Watch Philip and Sahil share their thoughts on the outlook for 2024 and where investors should position for the next cycle.


Macroeconomics - a dramatic reset
Interest rates and bonds: value and divergence
Emerging market debt: opportunities in duration
Credit - attractiveness increasing but selectivity becoming more important
Equities: tough backdrop, but dispersion creates opportunities
Commodities: a new gold cycle?
Currencies: US dollar looking extended
Investment themes and positioning for the next cycle

Macroeconomics - a dramatic reset

Financial markets often confound the consensus view and 2023 was no exception. The much-anticipated recession failed to arrive, at least in the US. Expectations for a powerful Chinese post-COVID recovery foundered. Meanwhile, confronted with stubborn inflation, developed-world central banks continued to raise interest rates aggressively.

Initial US dollar weakness reversed as the resilience of the US economy became clear. Continued strong consumer demand and looser fiscal policy more than offset manufacturing sector weakness. As a consequence, corporate earnings held up and equities rebounded, led by the so-called magnificent seven1. At one point, commentators were making the case for a new bull market. At the time of writing, bond markets are on track to record a third year of negative returns, adding up to one of the most severe bear markets on record.

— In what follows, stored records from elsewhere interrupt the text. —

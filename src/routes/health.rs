use axum::Json;

use crate::models::ask::StatusMessage;

/// GET /ping: liveness probe.
pub async fn ping() -> Json<StatusMessage> {
    Json(StatusMessage::ok())
}
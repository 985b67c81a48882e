//! HAL question broker
//!
//! Accepts plain-language questions for map data, runs each distinct question
//! once in the background, and lets any number of clients poll for the
//! answer. Job state lives in a single JSON document that survives restarts.

pub mod app_state;
pub mod config;
pub mod models;
pub mod routes;
pub mod services;
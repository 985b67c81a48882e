use std::path::{Component, Path as FsPath, PathBuf};

use axum::extract::{Path, State};
use axum::http::header;
use axum::response::{IntoResponse, Response};

use crate::app_state::AppState;
use crate::routes::ask::not_found;

/// GET /results/{*path}: a file the pipeline wrote, or 404.
pub async fn serve_result(State(state): State<AppState>, Path(path): Path<String>) -> Response {
    let Some(relative) = confined(path.trim_start_matches('/')) else {
        tracing::debug!(path = %path, "Refused result path");
        return not_found();
    };

    let full = state.results_dir.join(relative);
    match tokio::fs::read(&full).await {
        Ok(bytes) => ([(header::CONTENT_TYPE, content_type(&full))], bytes).into_response(),
        Err(_) => not_found(),
    }
}

/// `path` as a relative path that cannot leave the results directory.
fn confined(path: &str) -> Option<PathBuf> {
    let candidate = FsPath::new(path);
    let mut components = candidate.components().peekable();
    components.peek()?;
    components
        .all(|c| matches!(c, Component::Normal(_)))
        .then(|| candidate.to_path_buf())
}

fn content_type(path: &FsPath) -> &'static str {
    match path.extension().and_then(|e| e.to_str()) {
        Some("json") | Some("geojson") => "application/json; charset=utf-8",
        Some("html") => "text/html; charset=utf-8",
        _ => "text/plain; charset=utf-8",
    }
}
use std::path::PathBuf;
use std::sync::Arc;

use crate::config::AppConfig;
use crate::services::{
    broker::JobBroker,
    pipeline::Pipeline,
    status::JobStatusService,
    store::JobStore,
};

/// Shared application state passed to all route handlers.
#[derive(Clone)]
pub struct AppState {
    pub store: Arc<JobStore>,
    pub broker: Arc<JobBroker>,
    pub status: JobStatusService,
    pub base_path: Option<String>,
    pub results_dir: Arc<PathBuf>,
}

impl AppState {
    /// Wire the broker and status service to one store.
    pub fn new(store: Arc<JobStore>, pipeline: Arc<dyn Pipeline>, config: &AppConfig) -> Self {
        let broker = JobBroker::new(store.clone(), pipeline, config.max_concurrent_jobs);
        Self {
            status: JobStatusService::new(store.clone()),
            broker: Arc::new(broker),
            store,
            base_path: config.base_path.clone(),
            results_dir: Arc::new(config.results_dir.clone()),
        }
    }

    /// Base path prefix, or "" when routes are served at the root.
    pub fn base_path(&self) -> &str {
        self.base_path.as_deref().unwrap_or("")
    }
}
use chrono::{DateTime, Utc};
use serde::{Deserialize, Serialize};
use serde_json::{Map, Value};
use strum::{Display, EnumString};

/// Named values a pipeline attaches to a finished job.
pub type ResultFields = Map<String, Value>;

/// Keys owned by the record itself; result fields may not shadow them.
const RESERVED_FIELDS: [&str; 4] = ["status", "input", "created_at", "updated_at"];

/// Status of an asked question in the job store.
#[derive(Debug, Clone, Copy, Serialize, Deserialize, PartialEq, Eq, Display, EnumString)]
#[serde(rename_all = "snake_case")]
#[strum(serialize_all = "snake_case")]
pub enum JobStatus {
    Pending,
    InProgress,
    Succeeded,
    Failed,
}

impl JobStatus {
    pub fn is_terminal(self) -> bool {
        matches!(self, JobStatus::Succeeded | JobStatus::Failed)
    }
}

/// Persisted state for one job identity.
///
/// Serialized flat: `status`, `input` and the timestamps sit beside whatever
/// result fields the pipeline produced, which is the shape polling clients see.
#[derive(Debug, Clone, Serialize, Deserialize, PartialEq)]
pub struct JobRecord {
    pub status: JobStatus,
    pub input: String,
    #[serde(default = "Utc::now")]
    pub created_at: DateTime<Utc>,
    #[serde(default = "Utc::now")]
    pub updated_at: DateTime<Utc>,
    #[serde(flatten)]
    pub results: ResultFields,
}

impl JobRecord {
    /// A freshly submitted job, before its worker has reported back.
    pub fn in_progress(input: impl Into<String>) -> Self {
        let now = Utc::now();
        Self {
            status: JobStatus::InProgress,
            input: input.into(),
            created_at: now,
            updated_at: now,
            results: ResultFields::new(),
        }
    }

    pub fn is_terminal(&self) -> bool {
        self.status.is_terminal()
    }

    /// Move the record to a terminal status and overlay `fields` onto it.
    ///
    /// Fails if the record is already terminal or `status` is not terminal.
    /// Fields named like the record's own keys are dropped.
    pub fn complete(
        &mut self,
        status: JobStatus,
        fields: ResultFields,
    ) -> Result<(), InvalidTransition> {
        if self.is_terminal() || !status.is_terminal() {
            return Err(InvalidTransition {
                from: self.status,
                to: status,
            });
        }

        for (key, value) in fields {
            if RESERVED_FIELDS.contains(&key.as_str()) {
                tracing::warn!(field = %key, "Ignoring result field that shadows a record field");
                continue;
            }
            self.results.insert(key, value);
        }

        self.status = status;
        self.updated_at = Utc::now();
        Ok(())
    }
}

#[derive(Debug, Clone, PartialEq, Eq, thiserror::Error)]
#[error("cannot move job from {from} to {to}")]
pub struct InvalidTransition {
    pub from: JobStatus,
    pub to: JobStatus,
}
pub mod broker;
pub mod geodata;
pub mod identity;
pub mod pipeline;
pub mod status;
pub mod store;
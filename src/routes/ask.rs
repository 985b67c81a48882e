use axum::body::Bytes;
use axum::extract::{Path, State};
use axum::http::{header, StatusCode};
use axum::response::{Html, IntoResponse, Response};
use axum::Json;

use crate::app_state::AppState;
use crate::models::ask::{AskForm, StatusMessage};
use crate::models::job::JobRecord;
use crate::routes::pages;
use crate::services::broker::BrokerError;
use crate::services::status::QueryError;

/// GET /: the question form.
pub async fn index(State(state): State<AppState>) -> Html<String> {
    Html(pages::index_page(state.base_path()))
}

/// POST /ask: submit a question and redirect to its page.
///
/// The job is keyed on the raw form body, so resubmitting the same form lands
/// on the same job.
pub async fn submit_question(State(state): State<AppState>, body: Bytes) -> Response {
    let (input, form) = match AskForm::from_body(&body) {
        Ok(parsed) => parsed,
        Err(e) => {
            tracing::debug!(error = %e, "Rejected malformed question");
            return (StatusCode::BAD_REQUEST, e.to_string()).into_response();
        }
    };

    let id = match state.broker.submit(&input).await {
        Ok(id) => id,
        Err(BrokerError::Identity(e)) => {
            return (StatusCode::BAD_REQUEST, e.to_string()).into_response();
        }
        Err(e) => {
            tracing::error!(error = %e, "Failed to record question");
            return StatusCode::INTERNAL_SERVER_ERROR.into_response();
        }
    };

    tracing::info!(job_id = %id, question = %form.question, "Question asked");

    let location = pages::build_path(state.base_path(), &format!("/ask/{id}"));
    (StatusCode::FOUND, [(header::LOCATION, location)]).into_response()
}

/// GET /ask/{id}: page showing the job, polling until it finishes.
pub async fn question_page(
    State(state): State<AppState>,
    Path(id): Path<String>,
) -> Result<Html<String>, Response> {
    let record = lookup(&state, &id).await?;
    Ok(Html(pages::ask_page(state.base_path(), &id, &record)))
}

/// POST /ask/{id}: current job record as JSON.
pub async fn question_status(
    State(state): State<AppState>,
    Path(id): Path<String>,
) -> Result<Json<JobRecord>, Response> {
    lookup(&state, &id).await.map(Json)
}

async fn lookup(state: &AppState, id: &str) -> Result<JobRecord, Response> {
    match state.status.query(id).await {
        Ok(record) => Ok(record),
        Err(QueryError::NotFound(_)) => Err(not_found()),
        Err(QueryError::Store(e)) => {
            tracing::error!(job_id = %id, error = %e, "Failed to read job");
            Err(StatusCode::INTERNAL_SERVER_ERROR.into_response())
        }
    }
}

/// 404 with the JSON body clients expect.
pub fn not_found() -> Response {
    (StatusCode::NOT_FOUND, Json(StatusMessage::not_found())).into_response()
}

/// Fallback for unknown routes.
pub async fn fallback() -> Response {
    not_found()
}
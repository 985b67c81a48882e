pub mod ask;
pub mod job;
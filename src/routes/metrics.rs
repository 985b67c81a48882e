use std::sync::Arc;

use axum::extract::State;
use axum::http::header;
use axum::response::IntoResponse;
use metrics_exporter_prometheus::PrometheusHandle;

/// GET /metrics: Prometheus text exposition of the broker's metrics.
pub async fn prometheus_metrics(State(handle): State<Arc<PrometheusHandle>>) -> impl IntoResponse {
    (
        [(header::CONTENT_TYPE, "text/plain; version=0.0.4")],
        handle.render(),
    )
}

Geopolitics remained fraught. The Ukraine conflict showed no signs of ending. China continued to flex its muscles over Taiwan and in the South China Sea, and America tightened restrictions on trade in key technologies. In a tragic turn of events, hopes for a more stable Middle East were dashed.

The big macro question

The key macro debate revolves around the degree to which the dramatic reset in borrowing costs will impact the US, Europe and associated economies. The consensus appears to be for benign growth and inflation outcomes, rapid earnings growth and mild-to-no credit issues, leading to a modest US interest-rate cutting cycle. We agree inflation will continue to slow in the near term. But we think the price to be paid for the shift into a new interest-rate regime is higher, particularly in terms of growth, and that the macroeconomic risks are to the downside.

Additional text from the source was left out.